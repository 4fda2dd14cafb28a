//! Graph-based resource distribution between devices.
//!
//! Devices join as [`NetworkNode`]s: endpoints hold a resource, bridges carry
//! it and cap the throughput. The [`NetworkManager`] groups connected nodes
//! into one [`ResourceNetwork`] per resource type and ticks them.

pub mod energy;
pub mod fluid;
pub mod manager;
pub mod pool;
pub mod resource;

use std::collections::{HashMap, HashSet};
use std::sync::Arc;

use serde::Deserialize;

use crate::world::position::{BlockFace, BlockPos};

pub use energy::{EnergyHolder, EnergyNetwork, EnergyStore};
pub use fluid::{FluidContainer, FluidHolder, FluidNetwork, FluidType};
pub use manager::{NetworkManager, NetworkState};
pub use pool::{Holder, Pool};
pub use resource::{Channel, Distributor, NetworkKind, ResourceNetwork};

/// Index of a channel inside a network, `0..channel_amount`.
pub type ChannelId = usize;

#[derive(Debug, Clone, Copy, PartialEq, Eq, Hash)]
pub enum NetworkType {
    Fluid,
    Energy,
}

impl NetworkType {
    pub const ALL: [NetworkType; 2] = [NetworkType::Fluid, NetworkType::Energy];
}

/// How a holder face takes part in transfers.
#[derive(Debug, Clone, Copy, PartialEq, Eq, Hash, Default)]
pub enum ConnectionType {
    #[default]
    None,
    Insert,
    Extract,
    /// Both directions, but never to or from another buffer.
    Buffer,
}

impl ConnectionType {
    pub fn can_insert(self) -> bool {
        matches!(self, ConnectionType::Insert | ConnectionType::Buffer)
    }

    pub fn can_extract(self) -> bool {
        matches!(self, ConnectionType::Extract | ConnectionType::Buffer)
    }
}

/// A terminal device that produces, consumes or stores resources.
pub trait NetworkEndPoint: Send + Sync {
    fn pos(&self) -> BlockPos;

    fn fluid_holder(&self) -> Option<Arc<FluidHolder>> {
        None
    }

    fn energy_holder(&self) -> Option<Arc<EnergyHolder>> {
        None
    }
}

/// A pass-through node that caps the whole network's transfer rate.
pub trait NetworkBridge: Send + Sync {
    fn pos(&self) -> BlockPos;

    fn supports(&self, ty: NetworkType) -> bool;

    /// Amount per network tick this bridge can carry.
    fn transfer_rate(&self, ty: NetworkType) -> u64;

    fn connects(&self, _ty: NetworkType, _face: BlockFace) -> bool {
        true
    }
}

#[derive(Clone)]
pub enum NetworkNode {
    EndPoint(Arc<dyn NetworkEndPoint>),
    Bridge(Arc<dyn NetworkBridge>),
}

impl NetworkNode {
    pub fn pos(&self) -> BlockPos {
        match self {
            NetworkNode::EndPoint(e) => e.pos(),
            NetworkNode::Bridge(b) => b.pos(),
        }
    }

    /// Whether this node offers a `ty` connection on `face`.
    pub fn connects(&self, ty: NetworkType, face: BlockFace) -> bool {
        match self {
            NetworkNode::EndPoint(e) => match ty {
                NetworkType::Fluid => e
                    .fluid_holder()
                    .is_some_and(|h| h.connection(face) != ConnectionType::None),
                NetworkType::Energy => e
                    .energy_holder()
                    .is_some_and(|h| h.connection(face) != ConnectionType::None),
            },
            NetworkNode::Bridge(b) => b.supports(ty) && b.connects(ty, face),
        }
    }
}

impl std::fmt::Debug for NetworkNode {
    fn fmt(&self, f: &mut std::fmt::Formatter<'_>) -> std::fmt::Result {
        match self {
            NetworkNode::EndPoint(e) => write!(f, "EndPoint({:?})", e.pos()),
            NetworkNode::Bridge(b) => write!(f, "Bridge({:?})", b.pos()),
        }
    }
}

/// The nodes of one network with the faces through which each is connected.
pub struct NetworkData {
    pub ty: NetworkType,
    pub nodes: HashMap<BlockPos, (NetworkNode, HashSet<BlockFace>)>,
}

impl NetworkData {
    pub fn new(ty: NetworkType) -> Self {
        Self {
            ty,
            nodes: HashMap::new(),
        }
    }

    pub fn insert(&mut self, node: NetworkNode, faces: impl IntoIterator<Item = BlockFace>) {
        self.nodes.insert(node.pos(), (node, faces.into_iter().collect()));
    }

    pub fn contains(&self, pos: BlockPos) -> bool {
        self.nodes.contains_key(&pos)
    }
}

/// A ticked network, type-erased for the manager.
pub trait Network: Send {
    fn network_type(&self) -> NetworkType;

    /// Network ticks happen every `tick_delay` manager ticks.
    fn tick_delay(&self) -> u32;

    fn data(&self) -> &NetworkData;

    fn handle_tick(&mut self);
}

/// Per-type settings, the `[network.fluid]` / `[network.energy]` tables.
#[derive(Debug, Clone, Deserialize)]
#[serde(default)]
pub struct NetworkTypeConfig {
    pub tick_delay: u32,
    /// Amount per second when no bridge is slower. Negative is unbounded.
    pub default_transfer_rate: f64,
    pub channel_amount: usize,
}

impl NetworkTypeConfig {
    /// Default amount per network tick.
    pub fn effective_rate(&self) -> u64 {
        let rate = (self.default_transfer_rate * self.tick_delay as f64).round();
        if rate < 0.0 { u64::MAX } else { rate as u64 }
    }
}

impl Default for NetworkTypeConfig {
    fn default() -> Self {
        Self {
            tick_delay: 1,
            default_transfer_rate: 20_000.0,
            channel_amount: 4,
        }
    }
}

#[derive(Debug, Clone, Deserialize)]
#[serde(default)]
pub struct NetworkConfig {
    pub fluid: NetworkTypeConfig,
    pub energy: NetworkTypeConfig,
}

impl NetworkConfig {
    pub fn get(&self, ty: NetworkType) -> &NetworkTypeConfig {
        match ty {
            NetworkType::Fluid => &self.fluid,
            NetworkType::Energy => &self.energy,
        }
    }
}

impl Default for NetworkConfig {
    fn default() -> Self {
        Self {
            fluid: NetworkTypeConfig::default(),
            energy: NetworkTypeConfig {
                default_transfer_rate: -1.0,
                ..NetworkTypeConfig::default()
            },
        }
    }
}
----
* Problem *
Output every record above in full, exactly as it reads.

* Response for this exercise *
repository 4fda2dd14cafb28a
//! Graph-based resource distribution between devices.
//!
//! Devices join as [`NetworkNode`]s: endpoints hold a resource, bridges carry
//! it and cap the throughput. The [`NetworkManager`] groups connected nodes
//! into one [`ResourceNetwork`] per resource type and ticks them.

pub mod energy;
pub mod fluid;
pub mod manager;
pub mod pool;
pub mod resource;

use std::collections::{HashMap, HashSet};
use std::sync::Arc;

use serde::Deserialize;

use crate::world::position::{BlockFace, BlockPos};

pub use energy::{EnergyHolder, EnergyNetwork, EnergyStore};
pub use fluid::{FluidContainer, FluidHolder, FluidNetwork, FluidType};
pub use manager::{NetworkManager, NetworkState};
pub use pool::{Holder, Pool};
pub use resource::{Channel, Distributor, NetworkKind, ResourceNetwork};

/// Index of a channel inside a network, `0..channel_amount`.
pub type ChannelId = usize;

#[derive(Debug, Clone, Copy, PartialEq, Eq, Hash)]
pub enum NetworkType {
    Fluid,
    Energy,
}

impl NetworkType {
    pub const ALL: [NetworkType; 2] = [NetworkType::Fluid, NetworkType::Energy];
}

/// How a holder face takes part in transfers.
#[derive(Debug, Clone, Copy, PartialEq, Eq, Hash, Default)]
pub enum ConnectionType {
    #[default]
    None,
    Insert,
    Extract,
    /// Both directions, but never to or from another buffer.
    Buffer,
}

impl ConnectionType {
    pub fn can_insert(self) -> bool {
        matches!(self, ConnectionType::Insert | ConnectionType::Buffer)
    }

    pub fn can_extract(self) -> bool {
        matches!(self, ConnectionType::Extract | ConnectionType::Buffer)
    }
}

/// A terminal device that produces, consumes or stores resources.
pub trait NetworkEndPoint: Send + Sync {
    fn pos(&self) -> BlockPos;

    fn fluid_holder(&self) -> Option<Arc<FluidHolder>> {
        None
    }

    fn energy_holder(&self) -> Option<Arc<EnergyHolder>> {
        None
    }
}

/// A pass-through node that caps the whole network's transfer rate.
pub trait NetworkBridge: Send + Sync {
    fn pos(&self) -> BlockPos;

    fn supports(&self, ty: NetworkType) -> bool;

    /// Amount per network tick this bridge can carry.
    fn transfer_rate(&self, ty: NetworkType) -> u64;

    fn connects(&self, _ty: NetworkType, _face: BlockFace) -> bool {
        true
    }
}

#[derive(Clone)]
pub enum NetworkNode {
    EndPoint(Arc<dyn NetworkEndPoint>),
    Bridge(Arc<dyn NetworkBridge>),
}

impl NetworkNode {
    pub fn pos(&self) -> BlockPos {
        match self {
            NetworkNode::EndPoint(e) => e.pos(),
            NetworkNode::Bridge(b) => b.pos(),
        }
    }

    /// Whether this node offers a `ty` connection on `face`.
    pub fn connects(&self, ty: NetworkType, face: BlockFace) -> bool {
        match self {
            NetworkNode::EndPoint(e) => match ty {
                NetworkType::Fluid => e
                    .fluid_holder()
                    .is_some_and(|h| h.connection(face) != ConnectionType::None),
                NetworkType::Energy => e
                    .energy_holder()
                    .is_some_and(|h| h.connection(face) != ConnectionType::None),
            },
            NetworkNode::Bridge(b) => b.supports(ty) && b.connects(ty, face),
        }
    }
}

impl std::fmt::Debug for NetworkNode {
    fn fmt(&self, f: &mut std::fmt::Formatter<'_>) -> std::fmt::Result {
        match self {
            NetworkNode::EndPoint(e) => write!(f, "EndPoint({:?})", e.pos()),
            NetworkNode::Bridge(b) => write!(f, "Bridge({:?})", b.pos()),
        }
    }
}

/// The nodes of one network with the faces through which each is connected.
pub struct NetworkData {
    pub ty: NetworkType,
    pub nodes: HashMap<BlockPos, (NetworkNode, HashSet<BlockFace>)>,
}

impl NetworkData {
    pub fn new(ty: NetworkType) -> Self {
        Self {
            ty,
            nodes: HashMap::new(),
        }
    }

    pub fn insert(&mut self, node: NetworkNode, faces: impl IntoIterator<Item = BlockFace>) {
        self.nodes.insert(node.pos(), (node, faces.into_iter().collect()));
    }

    pub fn contains(&self, pos: BlockPos) -> bool {
        self.nodes.contains_key(&pos)
    }
}

/// A ticked network, type-erased for the manager.
pub trait Network: Send {
    fn network_type(&self) -> NetworkType;

    /// Network ticks happen every `tick_delay` manager ticks.
    fn tick_delay(&self) -> u32;

    fn data(&self) -> &NetworkData;

    fn handle_tick(&mut self);
}

/// Per-type settings, the `[network.fluid]` / `[network.energy]` tables.
#[derive(Debug, Clone, Deserialize)]
#[serde(default)]
pub struct NetworkTypeConfig {
    pub tick_delay: u32,
    /// Amount per second when no bridge is slower. Negative is unbounded.
    pub default_transfer_rate: f64,
    pub channel_amount: usize,
}

impl NetworkTypeConfig {
    /// Default amount per network tick.
    pub fn effective_rate(&self) -> u64 {
        let rate = (self.default_transfer_rate * self.tick_delay as f64).round();
        if rate < 0.0 { u64::MAX } else { rate as u64 }
    }
}

impl Default for NetworkTypeConfig {
    fn default() -> Self {
        Self {
            tick_delay: 1,
            default_transfer_rate: 20_000.0,
            channel_amount: 4,
        }
    }
}

#[derive(Debug, Clone, Deserialize)]
#[serde(default)]
pub struct NetworkConfig {
    pub fluid: NetworkTypeConfig,
    pub energy: NetworkTypeConfig,
}

impl NetworkConfig {
    pub fn get(&self, ty: NetworkType) -> &NetworkTypeConfig {
        match ty {
            NetworkType::Fluid => &self.fluid,
            NetworkType::Energy => &self.energy,
        }
    }
}

impl Default for NetworkConfig {
    fn default() -> Self {
        Self {
            fluid: NetworkTypeConfig::default(),
            energy: NetworkTypeConfig {
                default_transfer_rate: -1.0,
                ..NetworkTypeConfig::default()
            },
        }
    }
}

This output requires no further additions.